[Records excerpted from a collection]
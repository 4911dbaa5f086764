//! Metrics & Health (C9, §4.9, §6): lock-free counters/gauges rendered as
//! Prometheus text for the `/metrics` route, plus a TTL-cached capability
//! health probe for `/health`. Generalized from the teacher's
//! `MetricsExporter`/`CompositeExporter` export-tolerance idiom — here there
//! is a single always-on Prometheus-text sink rather than a pluggable
//! backend list, since nothing in this system calls for OTLP or file
//! snapshots.

use std::sync::atomic::{AtomicU64, Ordering};
use std::sync::Mutex;
use std::time::{Duration, Instant};

/// A fixed-bucket histogram good enough for rough latency distributions
/// without pulling in a dedicated histogram crate.
pub struct Histogram {
    buckets_ms: &'static [u64],
    counts: Vec<AtomicU64>,
    sum_ms: AtomicU64,
    total: AtomicU64,
}

impl Histogram {
    fn new(buckets_ms: &'static [u64]) -> Self {
        Self {
            buckets_ms,
            counts: (0..=buckets_ms.len()).map(|_| AtomicU64::new(0)).collect(),
            sum_ms: AtomicU64::new(0),
            total: AtomicU64::new(0),
        }
    }

    pub fn observe(&self, duration: Duration) {
        let ms = duration.as_millis() as u64;
        let bucket = self.buckets_ms.iter().position(|&b| ms <= b).unwrap_or(self.buckets_ms.len());
        self.counts[bucket].fetch_add(1, Ordering::Relaxed);
        self.sum_ms.fetch_add(ms, Ordering::Relaxed);
        self.total.fetch_add(1, Ordering::Relaxed);
    }

    fn render(&self, name: &str, out: &mut String) {
        let mut cumulative = 0u64;
        for (i, &bound) in self.buckets_ms.iter().enumerate() {
            cumulative += self.counts[i].load(Ordering::Relaxed);
            out.push_str(&format!("{name}_bucket{{le=\"{bound}\"}} {cumulative}\n"));
        }
        cumulative += self.counts[self.buckets_ms.len()].load(Ordering::Relaxed);
        out.push_str(&format!("{name}_bucket{{le=\"+Inf\"}} {cumulative}\n"));
        out.push_str(&format!("{name}_sum {}\n", self.sum_ms.load(Ordering::Relaxed)));
        out.push_str(&format!("{name}_count {}\n", self.total.load(Ordering::Relaxed)));
    }
}

const LATENCY_BUCKETS_MS: &[u64] = &[100, 250, 500, 1_000, 2_500, 5_000, 15_000, 30_000, 60_000];

/// Every counter, gauge, and histogram the orchestrator emits (§4.9).
pub struct MetricsRegistry {
    pub articles_ingested: AtomicU64,
    pub articles_duplicate: AtomicU64,
    pub reviews_light: AtomicU64,
    pub reviews_heavy: AtomicU64,
    pub reviews_failed_fallback: AtomicU64,
    pub episodes_generated: AtomicU64,
    pub episodes_failed: AtomicU64,
    pub queue_depth: AtomicU64,
    pub active_leases: AtomicU64,
    pub collections_ready: AtomicU64,
    pub light_review_latency: Histogram,
    pub heavy_review_latency: Histogram,
    pub end_to_end_episode_latency: Histogram,
}

impl MetricsRegistry {
    pub fn new() -> Self {
        Self {
            articles_ingested: AtomicU64::new(0),
            articles_duplicate: AtomicU64::new(0),
            reviews_light: AtomicU64::new(0),
            reviews_heavy: AtomicU64::new(0),
            reviews_failed_fallback: AtomicU64::new(0),
            episodes_generated: AtomicU64::new(0),
            episodes_failed: AtomicU64::new(0),
            queue_depth: AtomicU64::new(0),
            active_leases: AtomicU64::new(0),
            collections_ready: AtomicU64::new(0),
            light_review_latency: Histogram::new(LATENCY_BUCKETS_MS),
            heavy_review_latency: Histogram::new(LATENCY_BUCKETS_MS),
            end_to_end_episode_latency: Histogram::new(LATENCY_BUCKETS_MS),
        }
    }

    pub fn set_gauge(&self, queue_depth: u64, active_leases: u64, collections_ready: u64) {
        self.queue_depth.store(queue_depth, Ordering::Relaxed);
        self.active_leases.store(active_leases, Ordering::Relaxed);
        self.collections_ready.store(collections_ready, Ordering::Relaxed);
    }

    /// Renders every metric in Prometheus text exposition format (§6 `GET /metrics`).
    pub fn render_prometheus(&self) -> String {
        let mut out = String::new();

        macro_rules! counter {
            ($name:expr, $help:expr, $field:expr) => {
                out.push_str(&format!("# HELP {} {}\n", $name, $help));
                out.push_str(&format!("# TYPE {} counter\n", $name));
                out.push_str(&format!("{} {}\n", $name, $field.load(Ordering::Relaxed)));
            };
        }
        macro_rules! gauge {
            ($name:expr, $help:expr, $field:expr) => {
                out.push_str(&format!("# HELP {} {}\n", $name, $help));
                out.push_str(&format!("# TYPE {} gauge\n", $name));
                out.push_str(&format!("{} {}\n", $name, $field.load(Ordering::Relaxed)));
            };
        }

        counter!("orchestrator_articles_ingested_total", "Articles accepted by intake", self.articles_ingested);
        counter!("orchestrator_articles_duplicate_total", "Articles suppressed as duplicates", self.articles_duplicate);
        counter!("orchestrator_reviews_light_total", "Articles accepted at the light review tier", self.reviews_light);
        counter!("orchestrator_reviews_heavy_total", "Articles accepted at the heavy review tier", self.reviews_heavy);
        counter!("orchestrator_reviews_failed_fallback_total", "Articles that fell back after both tiers failed", self.reviews_failed_fallback);
        counter!("orchestrator_episodes_generated_total", "Episodes completed successfully", self.episodes_generated);
        counter!("orchestrator_episodes_failed_total", "Episodes that failed generation", self.episodes_failed);
        gauge!("orchestrator_queue_depth", "Articles waiting for review", self.queue_depth);
        gauge!("orchestrator_active_leases", "Groups currently holding a generation lease", self.active_leases);
        gauge!("orchestrator_collections_ready", "Collections currently in Ready status", self.collections_ready);

        out.push_str("# HELP orchestrator_light_review_latency_ms Light review call latency\n");
        out.push_str("# TYPE orchestrator_light_review_latency_ms histogram\n");
        self.light_review_latency.render("orchestrator_light_review_latency_ms", &mut out);

        out.push_str("# HELP orchestrator_heavy_review_latency_ms Heavy review call latency\n");
        out.push_str("# TYPE orchestrator_heavy_review_latency_ms histogram\n");
        self.heavy_review_latency.render("orchestrator_heavy_review_latency_ms", &mut out);

        out.push_str("# HELP orchestrator_episode_latency_ms End-to-end episode generation latency\n");
        out.push_str("# TYPE orchestrator_episode_latency_ms histogram\n");
        self.end_to_end_episode_latency.render("orchestrator_episode_latency_ms", &mut out);

        out
    }
}

impl Default for MetricsRegistry {
    fn default() -> Self {
        Self::new()
    }
}

#[derive(Debug, Clone, Copy, PartialEq, Eq, serde::Serialize)]
#[serde(rename_all = "lowercase")]
pub enum HealthState {
    Healthy,
    Unhealthy,
}

struct CachedProbe {
    state: HealthState,
    checked_at: Instant,
}

/// Caches each capability's last probe result for `ttl` so `/health` doesn't
/// hammer every downstream capability on every scrape (§4.9).
pub struct HealthRegistry {
    ttl: Duration,
    store_ok: Mutex<Option<CachedProbe>>,
    capabilities_ok: Mutex<std::collections::HashMap<String, CachedProbe>>,
}

impl HealthRegistry {
    pub fn new(ttl: Duration) -> Self {
        Self {
            ttl,
            store_ok: Mutex::new(None),
            capabilities_ok: Mutex::new(std::collections::HashMap::new()),
        }
    }

    /// Runs `probe` only if the cached value is missing or stale, returning
    /// the (possibly cached) health state.
    pub async fn probe_store<F, Fut>(&self, probe: F) -> HealthState
    where
        F: FnOnce() -> Fut,
        Fut: std::future::Future<Output = bool>,
    {
        if let Some(cached) = self.store_ok.lock().unwrap().as_ref() {
            if cached.checked_at.elapsed() < self.ttl {
                return cached.state;
            }
        }
        let state = if probe().await { HealthState::Healthy } else { HealthState::Unhealthy };
        *self.store_ok.lock().unwrap() = Some(CachedProbe { state, checked_at: Instant::now() });
        state
    }

    pub async fn probe_capability<F, Fut>(&self, name: &str, probe: F) -> HealthState
    where
        F: FnOnce() -> Fut,
        Fut: std::future::Future<Output = bool>,
    {
        {
            let cache = self.capabilities_ok.lock().unwrap();
            if let Some(cached) = cache.get(name) {
                if cached.checked_at.elapsed() < self.ttl {
                    return cached.state;
                }
            }
        }
        let state = if probe().await { HealthState::Healthy } else { HealthState::Unhealthy };
        self.capabilities_ok
            .lock()
            .unwrap()
            .insert(name.to_string(), CachedProbe { state, checked_at: Instant::now() });
        state
    }
}

#[cfg(test)]
mod tests {
    use super::*;

    #[test]
    fn prometheus_output_includes_every_named_series() {
        let registry = MetricsRegistry::new();
        registry.articles_ingested.fetch_add(5, Ordering::Relaxed);
        registry.light_review_latency.observe(Duration::from_millis(120));
        registry.set_gauge(3, 1, 2);

        let rendered = registry.render_prometheus();
        assert!(rendered.contains("orchestrator_articles_ingested_total 5"));
        assert!(rendered.contains("orchestrator_queue_depth 3"));
        assert!(rendered.contains("orchestrator_light_review_latency_ms_bucket"));
    }

    #[test]
    fn histogram_places_observation_in_correct_bucket() {
        let histogram = Histogram::new(&[100, 200]);
        histogram.observe(Duration::from_millis(150));
        let mut out = String::new();
        histogram.render("test_latency", &mut out);
        assert!(out.contains("test_latency_bucket{le=\"200\"} 1"));
        assert!(out.contains("test_latency_bucket{le=\"100\"} 0"));
    }

    #[tokio::test]
    async fn health_probe_caches_within_ttl() {
        let registry = HealthRegistry::new(Duration::from_secs(60));
        let calls = std::sync::Arc::new(AtomicU64::new(0));

        for _ in 0..3 {
            let calls = calls.clone();
            registry
                .probe_store(|| async move {
                    calls.fetch_add(1, Ordering::Relaxed);
                    true
                })
                .await;
        }

        assert_eq!(calls.load(Ordering::Relaxed), 1);
    }
}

§ Try it
Each line of the entries above that includes "format" counts once; state how many such lines there are, with the number as the only answer.

§ Answer area
11